In this study, the automatic classification of heart sounds can be seen as a binary-classification problem that uses deep neural networks to classify recorded PCG signals into normal and abnormal categories. In this study, we first thought of using CNN to process heart-sound signals. CNN shares convolution kernels, processing high-dimensional data without pressure, and can automatically perform feature extraction. However, it is easy to ignore the correlation between the part and the whole. LSTM is a kind of RNN, which emphasizes the relevance of data, which can solve this problem. Therefore, we combined one-dimensional convolutional neural networks (1D-CNN) and long short-term memory networks (LSTM) to classify heart sounds. We designed three network structures to evaluate the heart-sound classifiers. Net_1 uses 1D-CNN, Net_2 uses LSTM, while Net_3 uses 1D-CNN and LSTM. Table 2 is the summary of the structure and parameters of the three structure models.

2.3.1. Input Layer

We used three different network structures for comparative analysis. The input layer of each network structure was different. The processed PCG signal was 5 s long data, and can be expressed as a vector with a dimension of 1 × 10,000. In Net_1 and Net_2, the input was a PCG time sequence with a dimension of 1 × 10,000. In Net_3, a processed PCG signal was divided into 100 parts. The input was a vector with a dimension of 1 × 100 × 100.

2.3.2. 1D-Convolutional Neural Network

1D-CNN was used in this study for two network structures: Net_1 and Net_3. In Net_1, we used three one-dimensional convolutional layers. The first convolutional layer had 64 convolutional filters, the second convolutional layer had 32 convolutional filters, while the third convolutional layer had 16 convolutional filters. The input sample was 10,000 points. We set the total length of all convolutional filters in Net_1 to 100.

In Net_3, 1D-CNN was used to extract the features of the heart-sound sequence. This part consisted of three one-dimensional convolutional layers. The length of the convolutional filter was 5. The number of filters owned by the three convolutional layers was 8, 4 and 2, respectively. Batch normalization was introduced between each layer to renormalize the output value of the previous layer. We used TimeDistributed to apply 1D-CNN to 100 parts of a PCG signal at the same time.

2.3.3. Pooling Layers

After the features are obtained through 1D-CNN, a pooling layer needs to be used to reduce the dimension of the obtained features to reduce the amount of computation. In this study, a one-dimensional max-pooling layer was used in Net_1 and Net_3, with both pool size and stride of 2.

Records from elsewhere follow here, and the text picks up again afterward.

#![allow(dead_code)]

use std::fs::{self, File};
use std::io::Write;
use std::path::{Path, PathBuf};

use image::{GrayImage, Luma, Rgb, RgbImage};
use image_compressor_core::{Config, ImageCompressor};
use tempfile::TempDir;

/// A compressor rooted in a fresh temporary directory
pub struct TestEnv {
    pub dir: TempDir,
    pub compressor: ImageCompressor,
}

impl TestEnv {
    pub fn new() -> Self {
        let dir = tempfile::tempdir().unwrap();
        let config = Config {
            storage_dir: dir.path().join("stored_images"),
            database_path: dir.path().join("images.db"),
            ..Default::default()
        };
        let compressor = ImageCompressor::new(config).unwrap();
        Self { dir, compressor }
    }

    pub fn storage_dir(&self) -> PathBuf {
        self.dir.path().join("stored_images")
    }

    /// Sorted file names currently in the storage directory
    pub fn stored_file_names(&self) -> Vec<String> {
        let mut names: Vec<String> = fs::read_dir(self.storage_dir())
            .unwrap()
            .map(|e| e.unwrap().file_name().to_string_lossy().into_owned())
            .collect();
        names.sort();
        names
    }
}

/// Write a small colour PNG
pub fn create_colour_png(dir: &Path, name: &str) -> PathBuf {
    fs::create_dir_all(dir).unwrap();
    let path = dir.join(name);
    RgbImage::from_fn(32, 24, |x, y| {
        Rgb([(x * 8) as u8, (y * 10) as u8, ((x + y) * 4) as u8])
    })
    .save(&path)
    .unwrap();
    path
}

/// Write a small single-channel PNG
pub fn create_gray_png(dir: &Path, name: &str) -> PathBuf {
    fs::create_dir_all(dir).unwrap();
    let path = dir.join(name);
    GrayImage::from_fn(16, 16, |x, y| Luma([((x + y) * 8) as u8]))
        .save(&path)
        .unwrap();
    path
}

/// Write a file that is not an image
pub fn create_text_file(dir: &Path, name: &str) -> PathBuf {
    fs::create_dir_all(dir).unwrap();
    let path = dir.join(name);
    let mut file = File::create(&path).unwrap();
    file.write_all(b"NOT AN IMAGE").unwrap();
    path
}

/// Write a colour image of the given size, format taken from the extension
pub fn create_sized_image(dir: &Path, name: &str, width: u32, height: u32) -> PathBuf {
    fs::create_dir_all(dir).unwrap();
    let path = dir.join(name);
    RgbImage::from_fn(width, height, |x, y| Rgb([(x * 7) as u8, (y * 9) as u8, 60]))
        .save(&path)
        .unwrap();
    path
}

2.3.4. Long Short-Term Memory Network

Time-series data at different points in time are interrelated, such as heart sounds; so how do we make the association between the data also being analyzed by neural network? Think about how we humans analyze the associations of various things. The most basic way is to remember what happened before. Recurrent neural network (RNN) will store the analysis results at different time points, and finally will accumulate all the previous results and analyze them together. RNN learns on sequential data; in order to remember these data, RNN will generate memories of previous events like a human. Similarly, they will forget like humans. This will cause gradient-disappearance and gradient-explosion problems.

The long short-term memory network (LSTM) is a kind of RNN that is specially designed to solve the problems in general RNNs. Compared with ordinary RNN, LSTM has three more controllers: input control, output control, and forget control [23]. The three controllers are all based on the original RNN system. If the information at this time is very important to the result, the input control will store this information according to the degree of importance of the information for analysis. If the information at this time changes our thoughts on the previous information, then the control units will forget some of the previous information and replace the current information proportionally. The output control will output the correct information based on these.

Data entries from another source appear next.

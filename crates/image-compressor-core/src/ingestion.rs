use log::{debug, info, warn};
use std::fmt;
use std::path::{Path, PathBuf};

use crate::error::Result;
use crate::persistence::{PersistenceError, RecordStore};
use crate::storage::StorageDir;
use crate::types::is_supported_image;

/// Why a candidate file did not become a record
#[derive(Debug, Clone, PartialEq, Eq)]
pub enum RejectReason {
    /// Extension is not one of the supported image types
    UnsupportedType,

    /// The copy into the storage directory failed
    CopyFailed(String),

    /// The final storage path was already recorded; the copy stays on disk
    DuplicatePath,

    /// The record store refused the insert for another reason
    Store(String),
}

impl fmt::Display for RejectReason {
    fn fmt(&self, f: &mut fmt::Formatter<'_>) -> fmt::Result {
        match self {
            Self::UnsupportedType => write!(f, "unsupported file type"),
            Self::CopyFailed(cause) => write!(f, "copy failed: {}", cause),
            Self::DuplicatePath => write!(f, "storage path already recorded"),
            Self::Store(cause) => write!(f, "record store error: {}", cause),
        }
    }
}

/// A candidate that was not ingested
#[derive(Debug, Clone, PartialEq, Eq)]
pub struct Rejection {
    pub path: PathBuf,
    pub reason: RejectReason,
}

/// Outcome of one ingestion batch
#[derive(Debug, Clone, Default, PartialEq, Eq)]
pub struct IngestResult {
    /// Number of records created
    pub accepted: usize,

    /// Candidates that were skipped, in input order
    pub rejected: Vec<Rejection>,
}

impl IngestResult {
    /// True when nothing was accepted
    pub fn is_empty(&self) -> bool {
        self.accepted == 0
    }

    /// True when no candidate even had a supported type
    pub fn nothing_supported(&self) -> bool {
        self.accepted == 0
            && self
                .rejected
                .iter()
                .all(|r| r.reason == RejectReason::UnsupportedType)
    }
}

/// Copies candidate files into storage and records them
pub struct Ingestor<'a> {
    store: &'a RecordStore,
    storage: &'a StorageDir,
}

impl<'a> Ingestor<'a> {
    pub fn new(store: &'a RecordStore, storage: &'a StorageDir) -> Self {
        Self { store, storage }
    }

    /// Ingest a batch of candidate files.
    ///
    /// Per-file problems end up in the result; only an unusable storage
    /// directory fails the call.
    pub fn ingest<P: AsRef<Path>>(&self, candidates: &[P]) -> Result<IngestResult> {
        self.storage.ensure_ready()?;

        let mut result = IngestResult::default();
        let mut supported = Vec::with_capacity(candidates.len());

        for candidate in candidates {
            let path = candidate.as_ref();
            if is_supported_image(path) {
                supported.push(path);
            } else {
                debug!("Skipping unsupported file {}", path.display());
                result.rejected.push(Rejection {
                    path: path.to_path_buf(),
                    reason: RejectReason::UnsupportedType,
                });
            }
        }

        info!(
            "Ingesting {} of {} candidate file(s)",
            supported.len(),
            candidates.len()
        );

        for path in supported {
            match self.ingest_one(path) {
                Ok(id) => {
                    debug!("Ingested {} as record {}", path.display(), id);
                    result.accepted += 1;
                }
                Err(reason) => {
                    warn!("Could not add image {}: {}", path.display(), reason);
                    result.rejected.push(Rejection {
                        path: path.to_path_buf(),
                        reason,
                    });
                }
            }
        }

        info!(
            "Ingestion finished: {} accepted, {} rejected",
            result.accepted,
            result.rejected.len()
        );
        Ok(result)
    }

    fn ingest_one(&self, source: &Path) -> std::result::Result<i64, RejectReason> {
        let placed = self
            .storage
            .place(source)
            .map_err(|e| RejectReason::CopyFailed(e.to_string()))?;

        let display_name = placed
            .file_name()
            .map(|n| n.to_string_lossy().into_owned())
            .unwrap_or_default();

        // The copy is kept even when the insert fails
        self.store
            .add(&display_name, &placed)
            .map_err(|e| match e {
                PersistenceError::DuplicatePath(_) => RejectReason::DuplicatePath,
                other => RejectReason::Store(other.to_string()),
            })
    }
}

In Net_2, we directly used the three LSTM layers to process the data. Detailed parameters can be seen in Table 3.

In Net_3, we divided the heart-sound data records into one hundred segments, and applied TimeDistributed to 100 parts of a PCG signal at the same time. The features extracted from the 1D-CNN will be input to the LSTM for processing, and the processed data will be used as the input of the two dense layers. Table 4 shows the parameters of LSTM.

2.3.5. Dense Layers

The network structures used in this study contain dense layers using the ReLU activation function. The parameters of dense layers are shown in Table 2, Table 3 and Table 4. The output layer of three network structures is two neurons with softmax activation. The result is represented as

\hat{y}

.

\hat{y}

is a vector with a 1 × 2 dimension;

{\hat{y}}_{0}

represents the probability of abnormal heart sounds; and

{\hat{y}}_{1}

represents the probability of normal heart sounds. Abnormal heart sounds are represented by 0 (class 0), and normal heart sounds are represented by 1 (class 1). The sum of

{\hat{y}}_{0}

and

{\hat{y}}_{1}

is 1. If the probability score of

{\hat{y}}_{1}

is greater than that of

{\hat{y}}_{0}

, then the PCG data are classified as normal signals; otherwise, the PCG data are classified as abnormal signals.

2.3.6. Dropout Layers

In order to prevent overfitting, we need dropout layers to randomly discard some neurons. These neurons are not really discarded, but temporarily disabled, which will discard some features and increase the robustness of the model. Dropout layers force a neuron unit to work with other neuron units selected at random, weakening the joint adaptability between neuron nodes and enhancing the generalization ability. The detailed dropout rates are shown in Table 2, Table 3 and Table 4.

2.4. Class Weight

In the classification model, we often encounter two types of problems. The first one is that misclassification is expensive. The second is that the sample is highly imbalanced. Therefore, in the clinical application of deep-learning algorithms, it is very important to deal with the problem of class imbalance. For example, imagine you have two classes: A and B. Class A is 90% of the dataset and Class B is 10%, but you are most interested in identifying instances of Class B. You could predict Class A every time, which easily achieves 90% accuracy, but it is a useless classifier for your intended use case. This is a common scenario when performing detection, such as detecting malicious content online or disease markers in medical data. The prediction accuracy can be improved by adjusting the degree of influence on the loss function with few categories.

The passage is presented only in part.